Steaks hit the grill and sizzled. In his red apron Harv went at a wiggle to lean over the balustrade. He waved a long-handled fork and shouted down at the pool. “Yawl better get your showers because it is supper time.” The wind took off his chef’s hat. He was bald under it. With a yelp, he chased it across the
terraza.

“I’ll go,” Dave said, and stood.

Harv was on hands and knees in a far corner. Only his broad, blue-denimed butt, the red bow of the apron, the white soles of his Adidas showed. But his hearing was good. “Yawl are welcome to stay.” His voice came muffled. “Fresh corn on the cob? Genuine Mississippi beaten biscuits?” He pulled the hat from behind the stacks of tiles, sat back on his heels, slapped dust off the hat. “Homemade Texas pecan pie?”

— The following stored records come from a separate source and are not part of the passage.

//! HTTP endpoint handlers. These are thin wrappers that forward to core logic.
//! Each handler is instrumented and logs its parameters and basic result info.

use std::sync::Arc;
use axum::{extract::{State, Query}, http::StatusCode, Json, response::{IntoResponse, Response}};
use tracing::{instrument, warn};

use crate::domain::{ContentKind, ContentRecord};
use crate::error::PipelineError;
use crate::logic::*;
use crate::protocol::*;
use crate::state::AppState;

/// A pipeline failure rendered as `500 {error, code}`.
#[derive(Debug)]
pub struct ApiError {
  kind: ContentKind,
  source: PipelineError,
}

impl ApiError {
  fn new(kind: ContentKind, source: PipelineError) -> Self {
    Self { kind, source }
  }
}

impl IntoResponse for ApiError {
  fn into_response(self) -> Response {
    let error = match self.kind {
      ContentKind::Story => "Failed to generate story content",
      ContentKind::Challenge => "Failed to generate challenge content",
      ContentKind::Feedback => "Failed to generate feedback",
    };
    warn!(target: "codequest_backend", kind = %self.kind, code = self.source.code(), "Responding with error");
    let body = ErrorOut { error: error.to_string(), code: self.source.code() };
    (StatusCode::INTERNAL_SERVER_ERROR, Json(body)).into_response()
  }
}

#[instrument(level = "info")]
pub async fn http_health() -> impl IntoResponse {
  Json(HealthOut { status: "ok", message: "Code Quest Adventure backend is running" })
}

#[instrument(level = "info", skip(state), fields(level = ?q.level))]
pub async fn http_get_story(
  State(state): State<Arc<AppState>>,
  Query(q): Query<StoryQuery>,
) -> Result<Json<ContentRecord>, ApiError> {
  let record = serve_story(&state, q.into_params()).await.map_err(|e| ApiError::new(ContentKind::Story, e))?;
  Ok(Json(record))
}

#[instrument(level = "info", skip(state), fields(level = ?q.level, language = ?q.language, challenge_type = ?q.challenge_type))]
pub async fn http_get_challenge(
  State(state): State<Arc<AppState>>,
  Query(q): Query<ChallengeQuery>,
) -> Result<Json<ContentRecord>, ApiError> {
  let record = serve_challenge(&state, q.into_params())
    .await
    .map_err(|e| ApiError::new(ContentKind::Challenge, e))?;
  Ok(Json(record))
}

#[instrument(level = "info", skip(state, body), fields(answer_len = body.answer.len(), question_len = body.question.len()))]
pub async fn http_post_feedback(
  State(state): State<Arc<AppState>>,
  Json(body): Json<FeedbackIn>,
) -> Result<Json<ContentRecord>, ApiError> {
  let record = evaluate_feedback(&state, body.into_params())
    .await
    .map_err(|e| ApiError::new(ContentKind::Feedback, e))?;
  Ok(Json(record))
}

“Sounds great,” Dave said, “but I have an appointment.”

“Go fetch him.” Harv stood up and settled the puffy red hat on his dome. “Bring him back. He’s welcome.”

“It’s not that kind of appointment,” Dave said, and to Nowell, “Didn’t they sort of make it easier for you? To get on with what you were doing? Fewer interruptions?”

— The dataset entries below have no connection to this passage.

/// Options and answer are cut to the same `option_cap`, so an answer that
/// matched an option still matches it afterwards.
fn enforce_options(map: &mut Map<String, Value>, placeholders: &[String], option_cap: Option<usize>) {
  let cap = |s: String| match option_cap {
    Some(c) => clamp_chars(&s, c),
    None => s,
  };
  let mut options: Vec<String> = match map.get("options") {
    Some(Value::Array(items)) => items.iter().filter_map(scalar_to_string).collect(),
    Some(Value::String(s)) => s.lines().map(str::to_string).collect(),
    _ => Vec::new(),
  };
  options = options.iter().map(|o| cap(strip_option_label(o))).filter(|o| !o.is_empty()).collect();
  dedup_case_insensitive(&mut options);

  // Literal text first: options may themselves be named "C" or "B".
  let raw_answer = cap(str_field(map, "answer").unwrap_or_default().trim().to_string());
  let stripped = cap(strip_option_label(&raw_answer));
  let matching = |needle: &str| options.iter().find(|o| o.eq_ignore_ascii_case(needle)).cloned();
  let mut answer = matching(&raw_answer)
    .or_else(|| matching(&stripped))
    .or_else(|| letter_index(&raw_answer).and_then(|idx| options.get(idx).cloned()))
    .unwrap_or(stripped);

  let answer_pos = options.iter().position(|o| o.eq_ignore_ascii_case(&answer));
  if options.len() > OPTION_COUNT {
    options = match answer_pos {
      Some(pos) => {
        let mut keep: Vec<usize> = (0..options.len()).filter(|&i| i != pos).take(OPTION_COUNT - 1).collect();
        keep.push(pos);
        keep.sort_unstable();
        keep.into_iter().map(|i| options[i].clone()).collect()
      }
      None => options.into_iter().take(OPTION_COUNT).collect(),
    };
  }

  let mut fillers = placeholders.iter().cloned().chain((1..).map(|n| format!("Option {n}")));
  while options.len() < OPTION_COUNT {
    let Some(filler) = fillers.next() else { break };
    if !options.iter().any(|o| o.eq_ignore_ascii_case(&filler)) {
      options.push(filler);
    }
  }

  if !answer.is_empty() {
    let exact = options.iter().find(|o| o.eq_ignore_ascii_case(&answer)).cloned();
    match exact {
      Some(exact) => answer = exact,
      None => {
        if let Some(last) = options.last_mut() {
          *last = answer.clone();
        }
      }
    }
  }

  map.insert("options".into(), Value::Array(options.into_iter().map(Value::String).collect()));
  map.insert("answer".into(), Value::String(answer));
}

fn strip_option_label(s: &str) -> String {
  OPTION_LABEL_RE.replace(s.trim(), "").trim().to_string()
}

“What really needed doing,” Nowell said, “wasn’t parades and picket lines and protests. It was changing the laws. For twenty years we tried single-handed. Now and then some new assemblyman still wet from the egg would flutter into the lion’s den with a timid little bill. They always ate him.” Nowell sighed and pushed up from the chaise. “Then, at long last, we got an experienced man on our side.” He moved his mock teenager’s body to the top of the stairs. “Someone who could do it right, who had the necessary committee chairmanships, the necessary power.”

“And you got the laws changed,” Dave said.

“We did not.” Nowell leaned out to peer down at the pool. “Come on, you tragic misfits.” He turned back to Dave. “Not then. We rounded up twenty expert witnesses, psychiatrists, law professors, police chiefs—”

“Not Ben Orton,” Dave said.

Nowell gave him a pitying look and went on. “We sat at long hearing-room tables being glared at by bleary-eyed political hacks who went after us, day after day, with questions like dull castration knives. Then we waited.”

The boys from the pool came scrambling up the stairs, water streaming from long, wet-dog hair and laying a glaze on uncompleted bodies. They waved towels like guidons. A couple of them brushed Nowell’s sunken cheek with kisses before they followed the rest, laughing, shouting, dodging, into the house.